Postby noahrs » Sun Sep 23, 2012 4:12 pm

I am doing a project on pyrocystis lunula and I need to know at what depth they can reach and how cold that is. I have searched for days and cannot find this information. Any help would be appreciated!
noahrs
 
Posts: 1
Joined: Sun Sep 23, 2012 3:31 pm
Occupation: Student: 8th Grade
Project Question: What is the deepest depth in the ocean pyrocystis lunula can be found?
Project Due Date: October 23, 2012
Project Status: I am conducting my research

Re: Ocean depth and temps

Postby sarahlaugtug » Mon Sep 24, 2012 7:11 pm

Hello NoahRS,
Thanks for the question. I assume you are doing this project? http://www.sciencebuddies.org/science-f ... background. If not, what project are you doing? What is your "scientific question"? Have you come up with a hypothesis, yet?

If you have not done so already, the answer can be found on that project page in the "background information" section (see link above).
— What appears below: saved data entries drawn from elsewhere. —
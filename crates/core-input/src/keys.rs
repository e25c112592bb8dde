//! Terminal transport controls.
//!
//! When stdin is a TTY the player accepts single-key transport commands
//! while running. Translation is a pure function from key event to
//! [`KeyIntent`]; the blocking poll loop lives on its own thread and
//! observes a stop flag (cooperative shutdown, no thread killing).
//!
//! Bindings: space toggle, `s` stop, `.`/`,` step forward/back, left and
//! right arrows step a five-frame stride, `+`/`-` rate nudges, `r`
//! repeat cycle, `b` pre-buffer toggle, `p` screenshot, `q`/Esc quit.

use std::sync::Arc;
use std::sync::atomic::{AtomicBool, Ordering};
use std::thread::JoinHandle;
use std::time::Duration;

use crossbeam_channel::Sender;
use crossterm::event::{Event as CEvent, KeyCode, KeyEvent, KeyEventKind};
use core_events::{ControlCommand, Event, KeyIntent, send_event};

/// Frames skipped by an arrow-key stride.
pub const ARROW_STEP_FRAMES: i64 = 5;

const POLL_INTERVAL: Duration = Duration::from_millis(100);

/// Map one key event onto an intent. Repeat and release events are
/// ignored.
pub fn translate_key(key: &KeyEvent) -> Option<KeyIntent> {
    if key.kind != KeyEventKind::Press {
        return None;
    }
    let command = |c: ControlCommand| Some(KeyIntent::Command(c));
    // Raw mode delivers Ctrl+C as a plain key event.
    if key.modifiers.contains(crossterm::event::KeyModifiers::CONTROL)
        && key.code == KeyCode::Char('c')
    {
        return command(ControlCommand::Quit);
    }
    match key.code {
        KeyCode::Char(' ') => command(ControlCommand::Toggle),
        KeyCode::Char('s') => command(ControlCommand::Stop),
        KeyCode::Char('.') => command(ControlCommand::Step(1)),
        KeyCode::Char(',') => command(ControlCommand::Step(-1)),
        KeyCode::Right => command(ControlCommand::Step(ARROW_STEP_FRAMES)),
        KeyCode::Left => command(ControlCommand::Step(-ARROW_STEP_FRAMES)),
        KeyCode::Char('b') => command(ControlCommand::CycleBufferMode),
        KeyCode::Char('q') | KeyCode::Esc => command(ControlCommand::Quit),
        KeyCode::Char('+') | KeyCode::Char('=') => Some(KeyIntent::RateUp),
        KeyCode::Char('-') => Some(KeyIntent::RateDown),
        KeyCode::Char('r') => Some(KeyIntent::CycleRepeat),
        KeyCode::Char('p') => Some(KeyIntent::ScreenshotAuto),
        _ => None,
    }
}

pub struct KeyInputHandle {
    stop: Arc<AtomicBool>,
    handle: Option<JoinHandle<()>>,
}

impl KeyInputHandle {
    pub fn stop(mut self) {
        self.signal();
        if let Some(handle) = self.handle.take() {
            let _ = handle.join();
        }
    }

    fn signal(&self) {
        self.stop.store(true, Ordering::Release);
    }
}

impl Drop for KeyInputHandle {
    fn drop(&mut self) {
        self.signal();
        if let Some(handle) = self.handle.take() {
            let _ = handle.join();
        }
    }
}

/// Spawn the key poll thread. The caller is responsible for raw mode;
/// this loop only reads events.
pub fn spawn_key_thread(tx: Sender<Event>) -> KeyInputHandle {
    let stop = Arc::new(AtomicBool::new(false));
    let thread_stop = stop.clone();
    let handle = std::thread::Builder::new()
        .name("key-input".to_string())
        .spawn(move || {
            tracing::debug!(target: "input.keys", "key_thread_started");
            while !thread_stop.load(Ordering::Acquire) {
                match crossterm::event::poll(POLL_INTERVAL) {
                    Ok(true) => match crossterm::event::read() {
                        Ok(CEvent::Key(key)) => {
                            if let Some(intent) = translate_key(&key) {
                                tracing::trace!(target: "input.keys", ?intent, "key_intent");
                                send_event(&tx, Event::Key(intent));
                            }
                        }
                        Ok(_) => {}
                        Err(e) => {
                            tracing::warn!(target: "input.keys", ?e, "key_read_failed");
                            break;
                        }
                    },
                    Ok(false) => {}
                    Err(e) => {
                        tracing::warn!(target: "input.keys", ?e, "key_poll_failed");
                        break;
                    }
                }
            }
            tracing::debug!(target: "input.keys", "key_thread_stopped");
        })
        .expect("spawn key input thread");
    KeyInputHandle {
        stop,
        handle: Some(handle),
    }
}

#[cfg(test)]
mod tests {
    use super::*;
    use crossterm::event::{KeyEventState, KeyModifiers};

    fn press(code: KeyCode) -> KeyEvent {
        KeyEvent {
            code,
            modifiers: KeyModifiers::NONE,
            kind: KeyEventKind::Press,
            state: KeyEventState::NONE,
        }
    }

    #[test]
    fn transport_keys_map_to_commands() {
        assert_eq!(
            translate_key(&press(KeyCode::Char(' '))),
            Some(KeyIntent::Command(ControlCommand::Toggle))
        );
        assert_eq!(
            translate_key(&press(KeyCode::Char('.'))),
            Some(KeyIntent::Command(ControlCommand::Step(1)))
        );
        assert_eq!(
            translate_key(&press(KeyCode::Left)),
            Some(KeyIntent::Command(ControlCommand::Step(-ARROW_STEP_FRAMES)))
        );
        assert_eq!(
            translate_key(&press(KeyCode::Esc)),
            Some(KeyIntent::Command(ControlCommand::Quit))
        );
    }

    #[test]
    fn relative_keys_map_to_intents() {
        assert_eq!(translate_key(&press(KeyCode::Char('+'))), Some(KeyIntent::RateUp));
        assert_eq!(translate_key(&press(KeyCode::Char('-'))), Some(KeyIntent::RateDown));
        assert_eq!(
            translate_key(&press(KeyCode::Char('r'))),
            Some(KeyIntent::CycleRepeat)
        );
        assert_eq!(
            translate_key(&press(KeyCode::Char('p'))),
            Some(KeyIntent::ScreenshotAuto)
        );
    }

    #[test]
    fn ctrl_c_quits() {
        let mut key = press(KeyCode::Char('c'));
        key.modifiers = KeyModifiers::CONTROL;
        assert_eq!(
            translate_key(&key),
            Some(KeyIntent::Command(ControlCommand::Quit))
        );
    }

    #[test]
    fn release_and_unknown_keys_ignored() {
        let mut release = press(KeyCode::Char(' '));
        release.kind = KeyEventKind::Release;
        assert_eq!(translate_key(&release), None);
        assert_eq!(translate_key(&press(KeyCode::Char('z'))), None);
    }
}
There you can find their ideal living temperature. You can then use that information to look up how deep in the ocean they can be found, based on the temperature and depth of water.

A great way to get information is to first identify an article that addresses the topic you are interested in. Look at the bottom of the webpage (or at the end of the book) at the "References" or "Literature Cited" section to find similar information. Researchers who perform experiments (just like you are doing) always do research first, to find out about organisms, in your case, P. lunula.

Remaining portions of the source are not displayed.